Press Complaints Commission: Right Back Where We Started From

'The number of warnings issued about the behaviour of newspaper journalists harassing and intruding into the privacy of celebrities and members of the public is creeping back to the levels before the Milly Dowler phone hacking scandal erupted.
'Complaints judged serious enough to be taken up by the Press Complaints Commission had fallen dramatically in the second half of last year after the Leveson inquiry was set up in July...
'Media legal expert Jonathan Coad also said those cases which resulted in formal letters from the commission were only "a small proportion of the problem".

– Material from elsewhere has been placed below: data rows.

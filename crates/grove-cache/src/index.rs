//! Cache index for entry metadata
//!
//! This module provides the CacheIndex, persisted as `index.json` at the cache
//! root, tracking every working copy and its sync state.

use chrono::{DateTime, Duration as ChronoDuration, Utc};
use dashmap::DashMap;
use grove_core::{GroveError, VcsKind};
use parking_lot::Mutex;
use serde::{Deserialize, Serialize};
use std::fs;
use std::io::Write;
use std::path::{Path, PathBuf};
use std::time::Duration;
use tracing::warn;

use crate::CacheResult;

/// Metadata for one cached working copy
#[derive(Debug, Clone, PartialEq, Eq, Serialize, Deserialize)]
pub struct CacheEntry {
    /// Normalized repository URL
    pub url: String,
    pub kind: VcsKind,
    /// Directory name under the cache's repository root
    pub path: String,
    pub last_synced: DateTime<Utc>,
    /// False while a sync is in progress or after one failed midway
    pub valid: bool,
}

impl CacheEntry {
    /// Create a new, valid entry synced now
    pub fn new(url: impl Into<String>, kind: VcsKind, path: impl Into<String>) -> Self {
        Self {
            url: url.into(),
            kind,
            path: path.into(),
            last_synced: Utc::now(),
            valid: true,
        }
    }

    /// Check if the entry was synced within `grace`
    pub fn is_within(&self, grace: Duration) -> bool {
        match ChronoDuration::from_std(grace) {
            Ok(grace) => Utc::now() - self.last_synced < grace,
            Err(_) => true,
        }
    }
}

/// Persisted index of cache entries, keyed by normalized URL
#[derive(Debug)]
pub struct CacheIndex {
    entries: DashMap<String, CacheEntry>,
    index_path: PathBuf,
    /// Serializes writers of the index file
    save_lock: Mutex<()>,
}

impl CacheIndex {
    /// Load existing index or create an empty one.
    ///
    /// An unreadable index is discarded: every working copy it described is
    /// treated as unknown and will be re-cloned.
    pub fn load_or_create<P: AsRef<Path>>(index_path: P) -> CacheResult<Self> {
        let index_path = index_path.as_ref().to_path_buf();
        let entries = DashMap::new();

        if index_path.exists() {
            let loaded = fs::read_to_string(&index_path)
                .map_err(|e| e.to_string())
                .and_then(|content| {
                    serde_json::from_str::<Vec<CacheEntry>>(&content).map_err(|e| e.to_string())
                });
            match loaded {
                Ok(list) => {
                    for entry in list {
                        entries.insert(entry.url.clone(), entry);
                    }
                },
                Err(error) => {
                    warn!(path = %index_path.display(), error = %error, "discarding unreadable cache index");
                },
            }
        }

        Ok(Self {
            entries,
            index_path,
            save_lock: Mutex::new(()),
        })
    }

    /// Insert or replace an entry
    pub fn insert(&self, entry: CacheEntry) {
        self.entries.insert(entry.url.clone(), entry);
    }

    /// Get an entry by URL
    pub fn get(&self, url: &str) -> Option<CacheEntry> {
        self.entries.get(url).map(|e| e.clone())
    }

    /// Remove an entry
    pub fn remove(&self, url: &str) -> Option<CacheEntry> {
        self.entries.remove(url).map(|(_, e)| e)
    }

    /// Flip an entry's valid flag, stamping `last_synced` when it becomes valid
    pub fn set_valid(&self, url: &str, valid: bool) {
        if let Some(mut entry) = self.entries.get_mut(url) {
            entry.valid = valid;
            if valid {
                entry.last_synced = Utc::now();
            }
        }
    }

    /// All entries, sorted by URL
    pub fn entries(&self) -> Vec<CacheEntry> {
        let mut list: Vec<CacheEntry> = self.entries.iter().map(|e| e.value().clone()).collect();
        list.sort_by(|a, b| a.url.cmp(&b.url));
        list
    }

    pub fn len(&self) -> usize {
        self.entries.len()
    }

    pub fn is_empty(&self) -> bool {
        self.entries.is_empty()
    }

    /// Drop every entry (in memory only)
    pub fn clear(&self) {
        self.entries.clear();
    }

    /// Save index to disk, replacing the previous file atomically
    pub fn save(&self) -> CacheResult<()> {
        let _guard = self.save_lock.lock();
        let content = serde_json::to_string_pretty(&self.entries()).map_err(|e| {
            GroveError::io(
                "Failed to serialize cache index",
                std::io::Error::new(std::io::ErrorKind::InvalidData, e.to_string()),
            )
        })?;

        let parent = self
            .index_path
            .parent()
            .map(Path::to_path_buf)
            .unwrap_or_else(|| PathBuf::from("."));
        fs::create_dir_all(&parent)
            .map_err(|e| GroveError::io("Failed to create cache directory", e))?;

        let mut staged = tempfile::NamedTempFile::new_in(&parent)
            .map_err(|e| GroveError::io("Failed to stage cache index", e))?;
        staged
            .write_all(content.as_bytes())
            .map_err(|e| GroveError::io("Failed to write cache index", e))?;
        staged
            .persist(&self.index_path)
            .map_err(|e| GroveError::io("Failed to replace cache index", e.error))?;
        Ok(())
    }
}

'Coad, a partner at Lewis Silkin solicitors, said among the other cases he has dealt with were a journalist who tried to interview a child with special needs through the letterbox of his home about his parents' marriage; a celebrity whose neighbours were offered £500 cash if they would sign a witness statement saying she was a bad mother; and a TV star who after being told a story about him being gay would be published tried to kill himself – a story which was leaked apparently by somebody in the ambulance ringing a newspaper with the tipoff.
"From inside red-top [tabloid newspaper] land, initially they did feel the sap taken out of them by Leveson, and their behaviour was consciously improved," said Coad. "[However] my feeling and anecdotal experience is the initial effect has passed."

Media Guardian
Is this the TV star's suicide bid they mean?